栄養成分表示(100gあたり): エネルギー:400kcal、たんぱく質:11.2g、脂質:5.1g、糖質:77.2g、食物繊維:4.2g、ナトリウム:442mg(食塩相当量:1.1g)
価格: 1箱(300g×20パック入り)¥8,573(記事掲載時点)

概要

株式会社カニヤは海上自衛隊に「大形乾パン」を納入している会社ですが、その大形乾パンとほぼ同じ外観の乾パンで、トランプ程度の大きさの乾パンが5枚、透明な袋に密封されたものが3セット、アルミパックに封入された製品です。

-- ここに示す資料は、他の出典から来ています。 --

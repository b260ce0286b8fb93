//! Audio output abstraction.
//!
//! The orchestrator only needs three things from a playing stream: where the
//! playhead is (in source time), whether it has finished, and a way to stop
//! it immediately. Real devices live behind `cpal-audio`; `ClockedOutput`
//! advances a virtual playhead on the tokio clock for headless runs and tests.

use crate::audio::decode::DecodedAudio;
use crate::error::{EngineError, Result};
use std::sync::Arc;
use std::sync::atomic::{AtomicBool, AtomicUsize, Ordering};
use std::time::Duration;
use tokio::time::Instant;

/// A stream that has been started on some output.
pub trait PlaybackHandle: Send + Sync {
    /// Playhead position measured in source audio time.
    fn position(&self) -> Duration;

    /// True once the whole buffer has been played or the stream was stopped.
    fn is_finished(&self) -> bool;

    /// Stop immediately. Must be idempotent.
    fn stop(&self);
}

/// Something that can play decoded audio.
pub trait AudioOutput: Send + Sync {
    /// Start playing `audio` at `speed` (1.0 = natural rate).
    fn play(&self, audio: &DecodedAudio, speed: f32) -> Result<Box<dyn PlaybackHandle>>;
}

impl<T: AudioOutput + ?Sized> AudioOutput for Arc<T> {
    fn play(&self, audio: &DecodedAudio, speed: f32) -> Result<Box<dyn PlaybackHandle>> {
        (**self).play(audio, speed)
    }
}

/// Counters shared between a [`ClockedOutput`] and its handles.
#[derive(Debug, Default)]
pub struct PlaybackStats {
    started: AtomicUsize,
    active: AtomicUsize,
    peak_active: AtomicUsize,
}

impl PlaybackStats {
    /// Streams ever started.
    pub fn started(&self) -> usize {
        self.started.load(Ordering::SeqCst)
    }

    /// Streams currently playing (started and not yet stopped or finished).
    pub fn active(&self) -> usize {
        self.active.load(Ordering::SeqCst)
    }

    /// Highest number of simultaneously playing streams observed.
    pub fn peak_active(&self) -> usize {
        self.peak_active.load(Ordering::SeqCst)
    }

    fn begin(&self) {
        self.started.fetch_add(1, Ordering::SeqCst);
        let now = self.active.fetch_add(1, Ordering::SeqCst) + 1;
        self.peak_active.fetch_max(now, Ordering::SeqCst);
    }

    fn end(&self) {
        self.active.fetch_sub(1, Ordering::SeqCst);
    }
}

/// Output that plays nothing but keeps time like a real device.
#[derive(Debug, Clone, Default)]
pub struct ClockedOutput {
    stats: Arc<PlaybackStats>,
    should_fail: bool,
    error_message: Option<String>,
}

impl ClockedOutput {
    pub fn new() -> Self {
        Self::default()
    }

    /// Refuse every `play` call, like a platform without an output device.
    pub fn with_failure(mut self) -> Self {
        self.should_fail = true;
        self
    }

    pub fn with_error_message(mut self, message: &str) -> Self {
        self.error_message = Some(message.to_string());
        self
    }

    pub fn stats(&self) -> Arc<PlaybackStats> {
        Arc::clone(&self.stats)
    }
}

impl AudioOutput for ClockedOutput {
    fn play(&self, audio: &DecodedAudio, speed: f32) -> Result<Box<dyn PlaybackHandle>> {
        if self.should_fail {
            return Err(EngineError::Playback {
                message: self
                    .error_message
                    .clone()
                    .unwrap_or_else(|| "playback refused".to_string()),
            });
        }
        self.stats.begin();
        Ok(Box::new(ClockedHandle {
            started_at: Instant::now(),
            duration: audio.duration(),
            speed: speed.max(f32::EPSILON),
            stopped: AtomicBool::new(false),
            released: AtomicBool::new(false),
            stats: Arc::clone(&self.stats),
        }))
    }
}

struct ClockedHandle {
    started_at: Instant,
    duration: Duration,
    speed: f32,
    stopped: AtomicBool,
    released: AtomicBool,
    stats: Arc<PlaybackStats>,
}

impl ClockedHandle {
    fn release(&self) {
        if !self.released.swap(true, Ordering::SeqCst) {
            self.stats.end();
        }
    }
}

impl PlaybackHandle for ClockedHandle {
    fn position(&self) -> Duration {
        self.started_at
            .elapsed()
            .mul_f32(self.speed)
            .min(self.duration)
    }

    fn is_finished(&self) -> bool {
        if self.stopped.load(Ordering::SeqCst) {
            return true;
        }
        let finished = self.position() >= self.duration;
        if finished {
            self.release();
        }
        finished
    }

    fn stop(&self) {
        self.stopped.store(true, Ordering::SeqCst);
        self.release();
    }
}

impl Drop for ClockedHandle {
    fn drop(&mut self) {
        self.release();
    }
}

#[cfg(test)]
mod tests {
    use super::*;

    fn one_second() -> DecodedAudio {
        DecodedAudio::new(vec![0.0; 1000], 1000)
    }

    #[tokio::test(start_paused = true)]
    async fn test_clocked_position_follows_time_and_speed() {
        let output = ClockedOutput::new();
        let handle = output.play(&one_second(), 2.0).unwrap();
        tokio::time::advance(Duration::from_millis(250)).await;
        assert_eq!(handle.position(), Duration::from_millis(500));
        assert!(!handle.is_finished());
        tokio::time::advance(Duration::from_millis(300)).await;
        assert_eq!(handle.position(), Duration::from_secs(1));
        assert!(handle.is_finished());
        assert_eq!(output.stats().active(), 0);
    }

    #[tokio::test(start_paused = true)]
    async fn test_stop_is_idempotent_and_releases_once() {
        let output = ClockedOutput::new();
        let stats = output.stats();
        let handle = output.play(&one_second(), 1.0).unwrap();
        assert_eq!(stats.active(), 1);
        handle.stop();
        handle.stop();
        assert!(handle.is_finished());
        assert_eq!(stats.active(), 0);
        drop(handle);
        assert_eq!(stats.active(), 0);
        assert_eq!(stats.started(), 1);
    }

    #[tokio::test(start_paused = true)]
    async fn test_peak_tracks_overlapping_streams() {
        let output = ClockedOutput::new();
        let a = output.play(&one_second(), 1.0).unwrap();
        let b = output.play(&one_second(), 1.0).unwrap();
        a.stop();
        b.stop();
        assert_eq!(output.stats().peak_active(), 2);
    }

    #[test]
    fn test_failing_output_reports_playback_error() {
        let output = ClockedOutput::new()
            .with_failure()
            .with_error_message("autoplay blocked");
        let err = output.play(&one_second(), 1.0).err().unwrap();
        assert_eq!(err.to_string(), "Audio playback failed: autoplay blocked");
        assert_eq!(output.stats().started(), 0);
    }
}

自衛隊向けの製品と市販品は、製法や検査方法が異なっているそうです。

外観

アルミパックを開けると、中から透明な袋が3つ出てきます。

イメージ 3
▲アルミパック内部の様子

透明な袋1つには乾パンが5枚入っていて、しっかり密封されています。

透明な袋の片面には英語で「NAVY BISCUITS」等の表記があり、反対面には何の表示もありません。
袋の側面は、一方に英語の栄養成分表示が、もう一方には日本語の栄養成分表示が印刷されています。

イメージ 4
▲アルミパックから取り出したパッケージ(左は表面、右は裏面)

乾パンの大きさは、縦約80mm、横約55mm、厚さ約11mmとなっていますが、これは防衛省の仕様書(N5001F)で規定されています。

イメージ 5
▲本格派カンパンの外観(左は表面、右は裏面)

同仕様書によると、自衛隊に納入されている大形乾パンは中種の配合割合が小麦粉20.0、イースト適量、本ごねの配合割合が小麦粉59.8、砂糖12.5、ショートニング6.0、食塩1.0、ごま0.7となっており、保証期限は3年とされています。

市販品も、これと大きくは異ならないはずです。

イメージ 6
▲本格派カンパンの断面

味など

特にこれといった味はついておらず、小麦の風味なのか、ほのかに甘い程度。
「乾パンは固い」というイメージがありましたが、この製品に関しては極端に固くはなく、簡単にかじれるレベル。

個人的には素朴で美味しい、硬めのビスケットだと思います。

ただ、口の中がパサパサになるのはいかんともし難いので、適当な飲み物を用意してから食べることをお勧めします。